Não é à toa que a hipertensão é chamada “doença silenciosa”. Muitas vezes nem se anuncia de mansinho com sintomas, até ao primeiro grande susto cardiovascular. “É muito prevalente na população portuguesa e um fator de risco muito importante para o enfarte do miocárdio, do AVC e da falência renal, que leva à entrada em diálise – é muito habitual os doentes em diálise serem hipertensos ou diabéticos, ou ambos”, alerta o cardiologista Pedro Gonçalves, do hospital de Santa Cruz, em Lisboa. A hipertensão afeta 42% dos portugueses adultos mas apenas 11% a têm controlada clinicamente.
Simples e sem cirurgia
Pedro Gonçalves, juntamente com o cardiologista Manuel Almeida e as nefrologistas Augusta Gaspar e Patrícia Branco, do mesmo hospital, formam uma equipa interdisciplinar pioneira em Portugal, numa intervenção pensada para os casos mais difíceis, a ablação renal para hipertensão arterial resistente. “Não é uma cirurgia nem é feita num bloco operatório e, sim, num laboratório por cardiologistas de intervenção”, explica Pedro Gonçalves. “O doente não está sob anestesia geral, mas tem o apoio de um anestesista que lhe pode dar medicamentos que lhe tiram as dores e o adormecem. Depois, é introduzido um cateter na artéria femoral, dentro do qual está outro ainda mais fino que aplica radiofrequência na artéria renal. A radiofrequência aquece os tecidos e destrói as terminações nervosas que fazem a comunicação entre o sistema nervoso e o rim, sem destruir a artéria renal.” A intervenção dura cerca de uma hora; o doente vai para casa no dia seguinte e ao fim de três pode voltar à vida normal. É indicada para hipertensos resistentes aos medicamentos. “Já tomam, em média, cinco ou seis fármacos só para a hipertensão e continuam com valores muito elevados. Têm, em média, entre 50/65 anos e um risco maior de acidentes cardiovasculares”, diz Augusta Gaspar.
A equipa ouviu falar do tratamento pela primeira vez há quase três anos e desde então tem feito formações consecutivas e esforços logísticos para o trazer para Portugal. Um estudo internacional publicado no jornal médico ‘The Lancet’, em 2010, confirmou que era eficaz e apontava para uma redução de cerca de 30mm na tensão sistólica (o valor mais alto). O tratamento está a ser feito, por esta equipa, nos hospitais de Santa Cruz e Luz (Lisboa), e também já está disponível em Santa Maria e Santo António (Porto). De julho a outubro, nove doentes foram tratados, com resultados animadores até agora. Para já, tem o inconveniente de ser caro – cerca de 4500 euros – mas pode salvar vidas.

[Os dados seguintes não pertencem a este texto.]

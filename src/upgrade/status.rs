//! Client for the local server's status endpoint.
//!
//! The endpoint answers `GET {host}/api/server/about` with a JSON document
//! whose `version` field holds the running release (`v1.116.2`). It is used
//! twice per run: once to learn the installed version, and again after
//! `compose up` to wait for the new containers to answer.

use anyhow::{Context, Result, bail};
use reqwest::Client;
use serde::Deserialize;
use std::time::Duration;
use tokio::time::Instant;
use tracing::{debug, info};

use crate::constants::API_KEY_HEADER;
use crate::core::UpdaterError;
use crate::utils::retry::{RetryPolicy, retry_until};
use crate::version::strip_v;

#[derive(Debug, Deserialize)]
struct AboutResponse {
    version: Option<String>,
}

/// Outcome of [`StatusClient::wait_until_ready`].
#[derive(Debug, Clone, PartialEq, Eq)]
pub enum Readiness {
    /// The endpoint answered with a version.
    Ready {
        /// Reported version, without a leading `v`
        version: String,
        /// Time spent waiting
        waited: Duration,
    },
    /// The wait budget ran out.
    TimedOut {
        /// Time spent waiting
        waited: Duration,
    },
}

/// Authenticated client for the status endpoint.
#[derive(Debug, Clone)]
pub struct StatusClient {
    client: Client,
    url: String,
    api_key: String,
}

impl StatusClient {
    /// Create a client for `url` authenticating with `api_key`.
    pub fn new(client: Client, url: impl Into<String>, api_key: impl Into<String>) -> Self {
        Self {
            client,
            url: url.into(),
            api_key: api_key.into(),
        }
    }

    /// Endpoint URL.
    pub fn url(&self) -> &str {
        &self.url
    }

    /// A single request, returning the version if the response carried one.
    async fn probe(&self) -> Result<Option<String>> {
        let response = self
            .client
            .get(&self.url)
            .header(API_KEY_HEADER, &self.api_key)
            .send()
            .await
            .context("Request failed")?;

        let status = response.status();
        if !status.is_success() {
            bail!("status endpoint returned HTTP {status}");
        }

        let text = response.text().await.context("Failed to read response body")?;
        if text.trim().is_empty() {
            return Ok(None);
        }

        let about: Option<AboutResponse> =
            serde_json::from_str(&text).context("Failed to parse status response")?;
        Ok(about
            .and_then(|about| about.version)
            .map(|version| strip_v(&version).to_string())
            .filter(|version| !version.is_empty()))
    }

    /// Fetch the running version, retrying per `retry`.
    ///
    /// # Errors
    ///
    /// Returns [`UpdaterError::ServiceUnreachable`] once every attempt failed
    /// or answered without a version.
    pub async fn fetch_running_version(&self, retry: &RetryPolicy) -> Result<String> {
        debug!("Querying running version at {}", self.url);

        let version = retry_until(
            retry,
            "Querying running version",
            || self.probe(),
            Option::is_some,
        )
        .await
        .map_err(|exhausted| UpdaterError::ServiceUnreachable {
            url: self.url.clone(),
            attempts: exhausted.attempts,
            reason: exhausted.last_error,
        })?;

        match version {
            Some(version) => {
                info!("Running version: {version}");
                Ok(version)
            }
            None => Err(UpdaterError::ServiceUnreachable {
                url: self.url.clone(),
                attempts: retry.max_attempts,
                reason: "empty or unusable response".to_string(),
            }
            .into()),
        }
    }

    /// Poll the endpoint every `interval` until it reports a version or
    /// `timeout` has elapsed. Probe failures are expected while containers
    /// restart and are only logged at debug level.
    ///
    /// The first probe is sent immediately. A probe that is still pending
    /// when the budget runs out is abandoned, so the wait never exceeds
    /// `timeout` by more than scheduling delay.
    pub async fn wait_until_ready(&self, timeout: Duration, interval: Duration) -> Readiness {
        let started = Instant::now();
        let deadline = started + timeout;
        info!(
            "Waiting up to {}s for Immich to become ready",
            timeout.as_secs()
        );

        loop {
            match tokio::time::timeout_at(deadline, self.probe()).await {
                Ok(Ok(Some(version))) => {
                    let waited = started.elapsed();
                    info!("Immich ready after {}s, running {version}", waited.as_secs());
                    return Readiness::Ready { version, waited };
                }
                Ok(Ok(None)) => debug!("Readiness probe: no version in response"),
                Ok(Err(e)) => debug!("Readiness probe failed: {e:#}"),
                Err(_) => debug!("Readiness probe abandoned at the deadline"),
            }

            let now = Instant::now();
            if now >= deadline {
                return Readiness::TimedOut {
                    waited: started.elapsed(),
                };
            }
            tokio::time::sleep(interval.min(deadline - now)).await;
        }
    }
}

Um problema nada simpático
Hoje, os médicos sabem que, em muitos casos, é o sistema nervoso simpático que está por detrás desta hipertensão resistente aos medicamentos, tal como de alguns casos de resistência à insulina na diabetes de tipo 2. O sistema nervoso simpático é uma das partes do sistema nervoso autónomo, que controla vários órgãos internos. O sistema simpático ajusta o organismo a suportar situações de perigo, esforço intenso, stresse físico e psíquico. São as suas terminações nervosas, situadas na artéria renal, que são destruídas através desta intervenção. Na maioria dos casos de hipertensão, são as artérias que estão doentes e rígidas. Mas aqui o problema é outro. “Os rins são órgãos endócrinos, sensores e emissores de estímulos, e contribuem para estados de hiperatividade do sistema simpático. Nestes casos, a hipertensão é uma manifestação desta hiperatividade”, explica Patrícia Branco. “Este tratamento permitiu não só controlar a hipertensão mas também baixar os níveis de glicemia em jejum nos doentes que os tinham altos.” Augusta Gaspar acrescenta: “Cerca de 30% dos doentes que entram em diálise têm esta doença metabólica, que também se manifesta por diabetes e dislipidemias [colesterol e triglicéridos elevados].”